→ SOURCE DATA:
⁂

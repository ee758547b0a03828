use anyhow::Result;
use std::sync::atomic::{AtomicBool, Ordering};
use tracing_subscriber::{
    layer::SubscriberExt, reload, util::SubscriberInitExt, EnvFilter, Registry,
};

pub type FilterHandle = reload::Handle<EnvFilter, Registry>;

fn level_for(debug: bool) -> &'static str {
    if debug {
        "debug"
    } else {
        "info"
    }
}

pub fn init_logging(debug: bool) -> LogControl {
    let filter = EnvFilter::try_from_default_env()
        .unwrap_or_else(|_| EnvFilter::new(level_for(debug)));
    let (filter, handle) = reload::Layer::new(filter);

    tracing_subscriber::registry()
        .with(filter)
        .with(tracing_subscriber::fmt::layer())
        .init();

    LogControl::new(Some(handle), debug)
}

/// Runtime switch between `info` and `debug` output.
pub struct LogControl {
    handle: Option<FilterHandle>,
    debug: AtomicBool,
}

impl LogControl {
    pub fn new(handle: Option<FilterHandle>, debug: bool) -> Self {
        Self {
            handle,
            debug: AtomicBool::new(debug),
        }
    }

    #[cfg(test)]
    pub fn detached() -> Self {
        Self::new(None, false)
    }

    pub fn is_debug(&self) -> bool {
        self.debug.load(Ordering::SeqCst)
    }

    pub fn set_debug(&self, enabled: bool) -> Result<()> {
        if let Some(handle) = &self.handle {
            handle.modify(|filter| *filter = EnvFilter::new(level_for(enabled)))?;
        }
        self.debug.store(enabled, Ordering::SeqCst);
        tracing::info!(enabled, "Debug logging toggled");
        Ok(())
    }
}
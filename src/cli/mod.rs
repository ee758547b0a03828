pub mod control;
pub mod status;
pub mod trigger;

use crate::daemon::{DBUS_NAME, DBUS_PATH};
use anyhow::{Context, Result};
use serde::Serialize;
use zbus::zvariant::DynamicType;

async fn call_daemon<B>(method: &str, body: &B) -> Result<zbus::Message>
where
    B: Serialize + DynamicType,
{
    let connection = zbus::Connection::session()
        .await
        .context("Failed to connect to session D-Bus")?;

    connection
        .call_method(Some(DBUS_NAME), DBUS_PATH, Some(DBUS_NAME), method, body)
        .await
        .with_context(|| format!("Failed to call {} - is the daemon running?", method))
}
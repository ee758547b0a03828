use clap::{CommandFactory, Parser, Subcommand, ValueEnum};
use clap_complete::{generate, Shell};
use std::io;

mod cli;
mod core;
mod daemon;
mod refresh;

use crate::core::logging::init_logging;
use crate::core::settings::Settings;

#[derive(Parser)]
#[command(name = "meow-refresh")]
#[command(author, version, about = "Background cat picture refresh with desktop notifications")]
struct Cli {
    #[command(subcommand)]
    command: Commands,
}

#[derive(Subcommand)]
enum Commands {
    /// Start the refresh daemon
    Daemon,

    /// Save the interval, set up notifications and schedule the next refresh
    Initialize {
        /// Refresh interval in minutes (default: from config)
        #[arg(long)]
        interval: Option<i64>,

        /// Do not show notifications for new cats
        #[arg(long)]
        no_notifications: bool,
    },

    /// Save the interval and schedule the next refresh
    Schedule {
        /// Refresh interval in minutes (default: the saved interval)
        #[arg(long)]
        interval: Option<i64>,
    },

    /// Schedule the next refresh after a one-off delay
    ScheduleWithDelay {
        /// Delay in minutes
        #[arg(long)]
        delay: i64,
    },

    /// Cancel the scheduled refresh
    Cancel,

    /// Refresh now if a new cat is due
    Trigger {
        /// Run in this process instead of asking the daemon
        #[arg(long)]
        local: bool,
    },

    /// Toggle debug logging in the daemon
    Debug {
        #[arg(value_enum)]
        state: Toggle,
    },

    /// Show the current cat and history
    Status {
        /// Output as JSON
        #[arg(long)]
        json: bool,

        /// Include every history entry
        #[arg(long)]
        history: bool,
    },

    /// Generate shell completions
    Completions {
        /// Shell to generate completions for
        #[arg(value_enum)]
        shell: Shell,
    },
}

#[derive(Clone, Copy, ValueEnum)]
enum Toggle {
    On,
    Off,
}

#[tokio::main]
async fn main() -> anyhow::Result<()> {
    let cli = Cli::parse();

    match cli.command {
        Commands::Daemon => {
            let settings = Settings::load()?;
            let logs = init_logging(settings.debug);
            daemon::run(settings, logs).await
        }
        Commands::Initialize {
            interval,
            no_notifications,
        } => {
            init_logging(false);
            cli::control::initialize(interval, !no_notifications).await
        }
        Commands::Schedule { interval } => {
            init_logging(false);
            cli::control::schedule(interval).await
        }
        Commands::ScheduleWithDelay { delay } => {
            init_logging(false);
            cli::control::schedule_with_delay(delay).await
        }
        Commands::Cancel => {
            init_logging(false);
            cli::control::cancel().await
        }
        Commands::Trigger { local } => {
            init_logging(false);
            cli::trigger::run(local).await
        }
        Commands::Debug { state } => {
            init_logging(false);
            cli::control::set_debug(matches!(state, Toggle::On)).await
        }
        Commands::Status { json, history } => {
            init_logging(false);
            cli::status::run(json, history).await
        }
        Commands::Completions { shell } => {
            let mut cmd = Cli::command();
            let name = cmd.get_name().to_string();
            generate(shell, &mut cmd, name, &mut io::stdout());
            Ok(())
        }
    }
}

⁂

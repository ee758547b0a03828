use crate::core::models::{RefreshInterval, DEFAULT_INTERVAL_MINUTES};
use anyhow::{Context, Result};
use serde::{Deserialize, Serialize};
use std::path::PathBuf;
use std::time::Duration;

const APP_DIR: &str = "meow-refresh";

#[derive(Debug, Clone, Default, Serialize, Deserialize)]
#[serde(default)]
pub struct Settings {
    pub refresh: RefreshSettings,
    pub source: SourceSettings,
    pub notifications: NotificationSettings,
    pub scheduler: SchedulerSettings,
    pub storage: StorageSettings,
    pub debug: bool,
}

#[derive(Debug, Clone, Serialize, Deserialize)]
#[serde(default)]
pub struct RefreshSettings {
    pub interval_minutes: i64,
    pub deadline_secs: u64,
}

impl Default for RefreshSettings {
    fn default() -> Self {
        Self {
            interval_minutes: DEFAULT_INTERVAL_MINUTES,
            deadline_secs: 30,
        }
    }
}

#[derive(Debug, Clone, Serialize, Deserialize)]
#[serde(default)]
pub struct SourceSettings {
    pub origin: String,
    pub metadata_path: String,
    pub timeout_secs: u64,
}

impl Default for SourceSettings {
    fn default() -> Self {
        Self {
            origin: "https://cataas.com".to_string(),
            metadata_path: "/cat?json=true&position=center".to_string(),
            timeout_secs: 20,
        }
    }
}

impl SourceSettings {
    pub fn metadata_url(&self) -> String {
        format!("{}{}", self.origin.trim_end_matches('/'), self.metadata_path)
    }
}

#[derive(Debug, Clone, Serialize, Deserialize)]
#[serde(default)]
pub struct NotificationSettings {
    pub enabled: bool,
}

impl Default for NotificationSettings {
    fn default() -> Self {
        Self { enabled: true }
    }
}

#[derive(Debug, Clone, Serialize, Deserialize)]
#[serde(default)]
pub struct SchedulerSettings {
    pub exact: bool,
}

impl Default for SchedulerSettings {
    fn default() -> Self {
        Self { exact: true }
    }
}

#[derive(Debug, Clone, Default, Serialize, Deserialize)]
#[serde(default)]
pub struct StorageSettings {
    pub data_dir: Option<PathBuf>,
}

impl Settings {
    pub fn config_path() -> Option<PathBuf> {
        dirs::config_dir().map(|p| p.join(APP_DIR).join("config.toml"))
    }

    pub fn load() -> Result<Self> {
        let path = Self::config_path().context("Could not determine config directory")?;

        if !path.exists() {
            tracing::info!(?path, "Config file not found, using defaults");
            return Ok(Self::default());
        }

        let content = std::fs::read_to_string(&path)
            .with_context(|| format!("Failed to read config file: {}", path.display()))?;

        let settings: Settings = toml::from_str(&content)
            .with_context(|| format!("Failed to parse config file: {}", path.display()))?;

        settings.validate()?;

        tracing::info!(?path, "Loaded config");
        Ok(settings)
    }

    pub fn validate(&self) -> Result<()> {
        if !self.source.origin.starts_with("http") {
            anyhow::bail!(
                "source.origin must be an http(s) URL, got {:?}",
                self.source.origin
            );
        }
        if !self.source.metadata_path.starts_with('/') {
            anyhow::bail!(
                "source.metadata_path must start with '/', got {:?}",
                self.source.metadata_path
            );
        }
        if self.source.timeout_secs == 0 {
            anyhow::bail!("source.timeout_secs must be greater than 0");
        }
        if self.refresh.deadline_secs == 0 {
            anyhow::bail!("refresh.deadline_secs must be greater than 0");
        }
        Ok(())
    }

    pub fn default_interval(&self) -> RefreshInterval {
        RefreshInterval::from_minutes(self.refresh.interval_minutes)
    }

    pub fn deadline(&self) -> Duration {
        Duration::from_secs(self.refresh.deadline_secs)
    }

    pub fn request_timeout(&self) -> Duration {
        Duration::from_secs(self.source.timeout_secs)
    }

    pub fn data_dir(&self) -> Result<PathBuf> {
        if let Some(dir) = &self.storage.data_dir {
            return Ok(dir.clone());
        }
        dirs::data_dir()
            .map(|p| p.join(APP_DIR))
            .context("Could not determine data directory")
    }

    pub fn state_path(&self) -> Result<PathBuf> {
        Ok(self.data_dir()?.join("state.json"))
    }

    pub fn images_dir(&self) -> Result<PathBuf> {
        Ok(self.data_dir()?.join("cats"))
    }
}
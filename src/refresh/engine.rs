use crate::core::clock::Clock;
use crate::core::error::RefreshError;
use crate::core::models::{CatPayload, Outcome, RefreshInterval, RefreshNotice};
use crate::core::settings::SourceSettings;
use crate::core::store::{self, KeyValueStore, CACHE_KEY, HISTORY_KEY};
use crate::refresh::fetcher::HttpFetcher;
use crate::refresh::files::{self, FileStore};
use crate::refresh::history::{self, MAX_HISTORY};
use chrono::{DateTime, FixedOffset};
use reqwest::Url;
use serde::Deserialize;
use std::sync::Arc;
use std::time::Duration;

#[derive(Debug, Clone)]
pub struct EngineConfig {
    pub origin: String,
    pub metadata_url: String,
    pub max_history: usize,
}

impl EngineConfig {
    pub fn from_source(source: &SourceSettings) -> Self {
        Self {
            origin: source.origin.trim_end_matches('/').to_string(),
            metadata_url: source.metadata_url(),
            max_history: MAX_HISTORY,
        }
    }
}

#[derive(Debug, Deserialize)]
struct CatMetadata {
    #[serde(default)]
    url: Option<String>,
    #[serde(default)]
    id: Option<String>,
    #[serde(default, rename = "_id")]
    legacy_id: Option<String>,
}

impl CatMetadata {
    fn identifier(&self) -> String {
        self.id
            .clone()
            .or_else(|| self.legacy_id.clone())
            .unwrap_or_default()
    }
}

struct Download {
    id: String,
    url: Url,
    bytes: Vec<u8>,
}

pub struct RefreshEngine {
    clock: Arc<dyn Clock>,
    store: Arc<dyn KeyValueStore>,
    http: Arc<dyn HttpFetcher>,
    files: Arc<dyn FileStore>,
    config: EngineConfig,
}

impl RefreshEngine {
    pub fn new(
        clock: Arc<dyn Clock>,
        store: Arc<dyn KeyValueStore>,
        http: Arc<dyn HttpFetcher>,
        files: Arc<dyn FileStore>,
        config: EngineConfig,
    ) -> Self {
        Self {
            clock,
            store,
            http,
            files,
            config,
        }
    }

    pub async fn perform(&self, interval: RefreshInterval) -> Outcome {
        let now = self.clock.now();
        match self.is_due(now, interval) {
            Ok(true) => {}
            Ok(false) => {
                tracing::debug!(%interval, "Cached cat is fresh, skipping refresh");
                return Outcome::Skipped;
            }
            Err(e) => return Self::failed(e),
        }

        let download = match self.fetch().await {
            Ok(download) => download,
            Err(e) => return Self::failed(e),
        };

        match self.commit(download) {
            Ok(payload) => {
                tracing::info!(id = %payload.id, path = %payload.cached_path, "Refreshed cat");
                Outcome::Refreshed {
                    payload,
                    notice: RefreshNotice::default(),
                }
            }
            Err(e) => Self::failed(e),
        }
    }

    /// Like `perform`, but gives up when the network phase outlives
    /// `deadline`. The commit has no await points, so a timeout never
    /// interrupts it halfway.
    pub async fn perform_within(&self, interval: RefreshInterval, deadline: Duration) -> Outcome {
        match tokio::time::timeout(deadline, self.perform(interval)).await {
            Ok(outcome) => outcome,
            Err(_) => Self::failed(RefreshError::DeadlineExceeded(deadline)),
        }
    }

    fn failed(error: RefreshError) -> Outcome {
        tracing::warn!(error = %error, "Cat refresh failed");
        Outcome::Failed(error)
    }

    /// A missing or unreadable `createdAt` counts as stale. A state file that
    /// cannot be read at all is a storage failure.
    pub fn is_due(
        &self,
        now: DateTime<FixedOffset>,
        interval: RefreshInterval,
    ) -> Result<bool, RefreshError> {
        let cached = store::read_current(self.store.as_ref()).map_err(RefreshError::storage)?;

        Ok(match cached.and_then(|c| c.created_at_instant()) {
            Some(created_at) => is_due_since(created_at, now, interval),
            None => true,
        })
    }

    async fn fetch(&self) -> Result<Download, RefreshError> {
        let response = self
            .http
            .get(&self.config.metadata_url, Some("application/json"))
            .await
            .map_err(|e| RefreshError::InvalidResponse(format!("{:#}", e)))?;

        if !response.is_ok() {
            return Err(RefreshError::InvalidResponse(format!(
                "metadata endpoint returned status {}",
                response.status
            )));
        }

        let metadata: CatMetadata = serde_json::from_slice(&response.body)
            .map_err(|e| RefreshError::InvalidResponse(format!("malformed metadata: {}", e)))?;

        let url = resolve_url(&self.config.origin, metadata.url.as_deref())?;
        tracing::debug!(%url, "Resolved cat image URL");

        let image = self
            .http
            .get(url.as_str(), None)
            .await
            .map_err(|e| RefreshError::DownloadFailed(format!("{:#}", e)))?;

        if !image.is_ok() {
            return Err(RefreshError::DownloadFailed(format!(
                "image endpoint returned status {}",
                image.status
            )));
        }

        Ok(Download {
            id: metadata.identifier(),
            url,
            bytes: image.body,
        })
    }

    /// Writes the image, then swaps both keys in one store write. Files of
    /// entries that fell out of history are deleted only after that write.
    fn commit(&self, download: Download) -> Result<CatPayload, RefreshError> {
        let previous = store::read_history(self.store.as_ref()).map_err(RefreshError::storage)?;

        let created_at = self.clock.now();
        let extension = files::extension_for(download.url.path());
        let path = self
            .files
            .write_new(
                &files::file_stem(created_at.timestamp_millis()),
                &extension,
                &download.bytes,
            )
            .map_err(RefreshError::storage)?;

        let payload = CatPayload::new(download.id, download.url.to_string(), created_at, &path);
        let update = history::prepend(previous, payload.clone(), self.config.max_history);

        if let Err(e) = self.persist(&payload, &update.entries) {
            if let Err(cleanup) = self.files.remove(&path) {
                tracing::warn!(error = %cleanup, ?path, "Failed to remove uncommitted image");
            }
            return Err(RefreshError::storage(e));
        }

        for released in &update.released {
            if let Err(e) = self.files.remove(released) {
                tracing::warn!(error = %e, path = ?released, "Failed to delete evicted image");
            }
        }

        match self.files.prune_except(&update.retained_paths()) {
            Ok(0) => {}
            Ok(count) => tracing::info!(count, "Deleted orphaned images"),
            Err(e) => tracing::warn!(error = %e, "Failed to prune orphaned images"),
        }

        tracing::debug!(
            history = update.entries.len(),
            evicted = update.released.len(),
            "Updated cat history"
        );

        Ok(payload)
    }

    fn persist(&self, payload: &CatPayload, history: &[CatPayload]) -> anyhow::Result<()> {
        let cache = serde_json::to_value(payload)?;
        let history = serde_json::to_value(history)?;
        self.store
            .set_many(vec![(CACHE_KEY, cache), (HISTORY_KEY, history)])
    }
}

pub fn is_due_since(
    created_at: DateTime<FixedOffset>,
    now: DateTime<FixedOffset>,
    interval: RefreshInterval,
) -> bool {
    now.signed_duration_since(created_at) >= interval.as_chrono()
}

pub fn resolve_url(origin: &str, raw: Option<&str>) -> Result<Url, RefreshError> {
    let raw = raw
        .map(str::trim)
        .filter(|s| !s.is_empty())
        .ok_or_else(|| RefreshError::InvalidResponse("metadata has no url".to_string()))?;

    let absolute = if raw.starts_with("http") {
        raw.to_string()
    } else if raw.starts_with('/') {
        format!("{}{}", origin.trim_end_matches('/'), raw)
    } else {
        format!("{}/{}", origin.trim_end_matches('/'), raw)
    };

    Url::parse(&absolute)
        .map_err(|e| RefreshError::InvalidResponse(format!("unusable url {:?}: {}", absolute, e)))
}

⁂

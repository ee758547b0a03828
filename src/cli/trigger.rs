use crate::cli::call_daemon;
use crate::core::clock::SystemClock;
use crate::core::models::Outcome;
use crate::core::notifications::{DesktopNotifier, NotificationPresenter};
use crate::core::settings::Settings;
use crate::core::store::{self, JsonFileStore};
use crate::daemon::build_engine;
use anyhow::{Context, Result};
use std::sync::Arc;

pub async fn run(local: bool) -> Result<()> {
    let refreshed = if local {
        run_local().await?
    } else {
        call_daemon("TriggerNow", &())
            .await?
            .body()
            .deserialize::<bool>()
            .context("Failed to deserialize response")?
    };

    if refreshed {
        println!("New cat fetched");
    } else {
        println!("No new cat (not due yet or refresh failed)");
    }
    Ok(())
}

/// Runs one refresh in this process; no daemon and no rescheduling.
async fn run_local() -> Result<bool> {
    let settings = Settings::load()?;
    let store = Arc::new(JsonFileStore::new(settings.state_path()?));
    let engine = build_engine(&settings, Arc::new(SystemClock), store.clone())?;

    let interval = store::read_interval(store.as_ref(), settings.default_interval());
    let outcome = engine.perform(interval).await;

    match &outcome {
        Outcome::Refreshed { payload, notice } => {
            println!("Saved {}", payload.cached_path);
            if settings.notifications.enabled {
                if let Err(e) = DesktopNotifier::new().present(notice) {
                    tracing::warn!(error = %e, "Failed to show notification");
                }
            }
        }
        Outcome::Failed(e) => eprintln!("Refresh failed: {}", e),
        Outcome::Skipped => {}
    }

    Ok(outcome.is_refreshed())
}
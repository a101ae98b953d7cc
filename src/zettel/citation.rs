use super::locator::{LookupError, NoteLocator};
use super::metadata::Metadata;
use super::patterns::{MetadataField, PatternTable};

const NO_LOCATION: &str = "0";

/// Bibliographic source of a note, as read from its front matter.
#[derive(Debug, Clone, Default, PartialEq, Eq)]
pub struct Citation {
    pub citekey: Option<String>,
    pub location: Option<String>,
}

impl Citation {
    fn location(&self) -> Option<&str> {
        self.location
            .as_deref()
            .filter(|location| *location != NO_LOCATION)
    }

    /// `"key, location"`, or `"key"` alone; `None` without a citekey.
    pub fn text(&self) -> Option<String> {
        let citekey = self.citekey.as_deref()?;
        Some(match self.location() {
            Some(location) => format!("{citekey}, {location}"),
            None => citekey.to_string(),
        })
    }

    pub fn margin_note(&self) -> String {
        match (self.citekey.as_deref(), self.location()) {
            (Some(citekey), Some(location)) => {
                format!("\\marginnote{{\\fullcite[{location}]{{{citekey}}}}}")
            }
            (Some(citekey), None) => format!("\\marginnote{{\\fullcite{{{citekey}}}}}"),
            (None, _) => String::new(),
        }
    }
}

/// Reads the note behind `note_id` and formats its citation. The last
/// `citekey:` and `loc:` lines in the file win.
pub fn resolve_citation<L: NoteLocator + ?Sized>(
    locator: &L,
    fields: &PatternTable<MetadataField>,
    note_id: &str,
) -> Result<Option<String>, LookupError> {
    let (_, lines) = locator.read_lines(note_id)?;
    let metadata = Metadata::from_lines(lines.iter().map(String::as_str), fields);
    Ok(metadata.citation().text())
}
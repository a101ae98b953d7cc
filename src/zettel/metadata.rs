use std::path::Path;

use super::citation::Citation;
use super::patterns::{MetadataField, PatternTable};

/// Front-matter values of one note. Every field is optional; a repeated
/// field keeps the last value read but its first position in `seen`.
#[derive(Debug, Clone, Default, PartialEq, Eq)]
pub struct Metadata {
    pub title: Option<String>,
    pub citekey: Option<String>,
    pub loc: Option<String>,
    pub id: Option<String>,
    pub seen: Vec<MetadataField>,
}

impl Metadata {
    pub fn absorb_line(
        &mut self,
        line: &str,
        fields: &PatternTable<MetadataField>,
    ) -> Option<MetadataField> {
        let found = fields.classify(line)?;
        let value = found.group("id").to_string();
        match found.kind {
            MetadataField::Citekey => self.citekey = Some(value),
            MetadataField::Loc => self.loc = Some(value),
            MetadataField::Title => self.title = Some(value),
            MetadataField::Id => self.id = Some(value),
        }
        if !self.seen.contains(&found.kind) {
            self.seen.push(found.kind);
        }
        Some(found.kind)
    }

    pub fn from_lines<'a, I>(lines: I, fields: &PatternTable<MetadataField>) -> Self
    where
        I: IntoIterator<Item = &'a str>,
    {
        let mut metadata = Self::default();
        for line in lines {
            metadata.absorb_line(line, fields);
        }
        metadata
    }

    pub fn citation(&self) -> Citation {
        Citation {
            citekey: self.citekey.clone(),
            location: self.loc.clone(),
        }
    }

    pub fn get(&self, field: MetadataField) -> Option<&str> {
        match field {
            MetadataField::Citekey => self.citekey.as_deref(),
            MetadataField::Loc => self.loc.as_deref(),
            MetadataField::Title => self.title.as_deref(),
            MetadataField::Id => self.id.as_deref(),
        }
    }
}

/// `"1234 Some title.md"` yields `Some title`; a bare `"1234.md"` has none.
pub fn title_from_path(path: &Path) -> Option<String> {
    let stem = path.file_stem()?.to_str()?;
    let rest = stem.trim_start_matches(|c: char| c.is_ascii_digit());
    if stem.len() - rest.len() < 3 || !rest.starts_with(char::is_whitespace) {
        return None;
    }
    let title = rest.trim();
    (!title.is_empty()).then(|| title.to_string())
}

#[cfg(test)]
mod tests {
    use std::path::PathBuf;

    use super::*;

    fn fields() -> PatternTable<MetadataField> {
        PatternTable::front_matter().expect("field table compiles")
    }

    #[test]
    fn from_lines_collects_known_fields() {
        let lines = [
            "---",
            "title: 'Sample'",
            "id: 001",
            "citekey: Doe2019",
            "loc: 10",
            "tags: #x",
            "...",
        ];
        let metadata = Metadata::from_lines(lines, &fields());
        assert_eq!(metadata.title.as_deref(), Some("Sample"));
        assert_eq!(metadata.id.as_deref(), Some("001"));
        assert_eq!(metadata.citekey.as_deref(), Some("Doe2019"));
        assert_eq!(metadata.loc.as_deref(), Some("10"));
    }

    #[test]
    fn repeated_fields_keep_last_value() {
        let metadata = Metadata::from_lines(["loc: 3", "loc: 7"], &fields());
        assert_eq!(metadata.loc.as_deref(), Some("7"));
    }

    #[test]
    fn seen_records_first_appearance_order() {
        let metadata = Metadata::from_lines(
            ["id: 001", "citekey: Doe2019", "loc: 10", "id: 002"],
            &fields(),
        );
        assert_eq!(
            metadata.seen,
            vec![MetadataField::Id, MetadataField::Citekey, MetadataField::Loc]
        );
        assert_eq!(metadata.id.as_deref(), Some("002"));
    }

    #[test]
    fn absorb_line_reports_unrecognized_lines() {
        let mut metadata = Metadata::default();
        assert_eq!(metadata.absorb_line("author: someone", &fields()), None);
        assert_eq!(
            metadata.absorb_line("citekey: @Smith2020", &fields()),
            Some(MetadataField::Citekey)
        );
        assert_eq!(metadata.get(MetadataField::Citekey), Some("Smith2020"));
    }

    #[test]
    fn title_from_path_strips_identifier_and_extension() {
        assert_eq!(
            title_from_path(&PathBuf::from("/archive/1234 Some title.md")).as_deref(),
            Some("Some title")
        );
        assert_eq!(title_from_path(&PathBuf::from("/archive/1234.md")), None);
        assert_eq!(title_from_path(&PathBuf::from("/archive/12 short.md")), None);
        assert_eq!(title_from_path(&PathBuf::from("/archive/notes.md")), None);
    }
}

⁂

→ REQUIRED ACTION: Look above for the line holding "for new cats" and the line holding "new cat is due", then output exactly those two lines and every line between them, nothing more.

→ RESPONSE AREA:
        /// Do not show notifications for new cats
        #[arg(long)]
        no_notifications: bool,
    },

    /// Save the interval and schedule the next refresh
    Schedule {
        /// Refresh interval in minutes (default: the saved interval)
        #[arg(long)]
        interval: Option<i64>,
    },

    /// Schedule the next refresh after a one-off delay
    ScheduleWithDelay {
        /// Delay in minutes
        #[arg(long)]
        delay: i64,
    },

    /// Cancel the scheduled refresh
    Cancel,

    /// Refresh now if a new cat is due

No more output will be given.